Pior é que a moda pegou: o ritual do bode expiatório virou a obsessão das celebridades artísticas nacionais. Quando o talento desses criadores, muitas vezes já escasso na origem, vem a secar completamente, por morte ou vazio espiritual, aparecem então ferozes jagunços da cultura, papagaios de pirata decididos a zelar por aquilo que poderia ter sido, mas não foi. Eles sempre acabam escolhendo uma categoria para representar os "inimigos do povo", os quais variam conforme a necessidade: podem ser os burgueses, os judeus, os militares, os policiais, os jornalistas, os empresários, os médicos. Agora são os biógrafos.

No mundo maravilhoso das biografias autorizadas, as pessoas são obrigadas a se comportar com a mesma superficialidade de uma letra ruim de Caetano Veloso. E ai dos que ousarem questionar os totens!

Estou lendo o livro Passeando por Paulo Leminski, do escritor londrinense Domingos Pellegrini. A obra, como se sabe, teve a publicação vetada pelos familiares de Leminski, mas acabou sendo distribuída pelo autor através da internet. Eis que chego a uma bela imagem: Pellegrini lê trechos do Catatau aos dois netinhos – e chora com a lembrança do amigo. Impossível não se emocionar.

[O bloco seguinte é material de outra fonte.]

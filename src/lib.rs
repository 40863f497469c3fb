pub mod draw;
pub mod logging;
use crate::draw::model::Point;

pub const DEFAULT_SIMPLIFY_TOLERANCE: f32 = 0.5;

pub fn distance(a: Point, b: Point) -> f32 {
    let dx = b.x - a.x;
    let dy = b.y - a.y;
    (dx * dx + dy * dy).sqrt()
}

/// Midpoint of two samples; carries the trailing sample's pressure.
pub fn midpoint(a: Point, b: Point) -> Point {
    Point {
        x: (a.x + b.x) / 2.0,
        y: (a.y + b.y) / 2.0,
        pressure: b.pressure,
    }
}

/// Cumulative-density point filter.
///
/// Endpoints are always kept. An interior point survives when the distance
/// from the last kept point plus the distance to its successor in the input
/// exceeds `tolerance`. Runs in O(n), never reorders or duplicates points.
pub fn simplify_points(points: &[Point], tolerance: f32) -> Vec<Point> {
    if points.len() <= 2 {
        return points.to_vec();
    }

    let mut kept = Vec::with_capacity(points.len());
    let mut last_kept = points[0];
    kept.push(last_kept);

    for window in points.windows(2).skip(1) {
        let (point, next) = (window[0], window[1]);
        if distance(last_kept, point) + distance(point, next) > tolerance {
            kept.push(point);
            last_kept = point;
        }
    }

    kept.push(points[points.len() - 1]);
    kept
}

Se até uma homenagem afetuosa como a de Pellegrini foi vetada, o que dirão os herdeiros de Leminski quando alguém recordar que o poeta curitibano estava longe de ser uma unanimidade literária? É permitido lembrar que Bruno Tolentino o chamou de "poeta-piada"? Quem sabe seja o caso de reler as críticas de Wilson Martins, uma delas intitulada "O culto delirante em torno de Leminski". Ou esses textos devem ser proibidos também?

Quase 25 anos depois da morte de Leminski, podemos dizer com absoluta certeza que ele nunca chegou ao nível de Bandeira, Jorge de Lima, Drummond, Cabral, Cecília, Tolentino. Entre os vivos, Gullar e Alexei Bueno o superam de longe. Mas precisamos reconhecer: Leminski era bem melhor que seus atuais guardiões.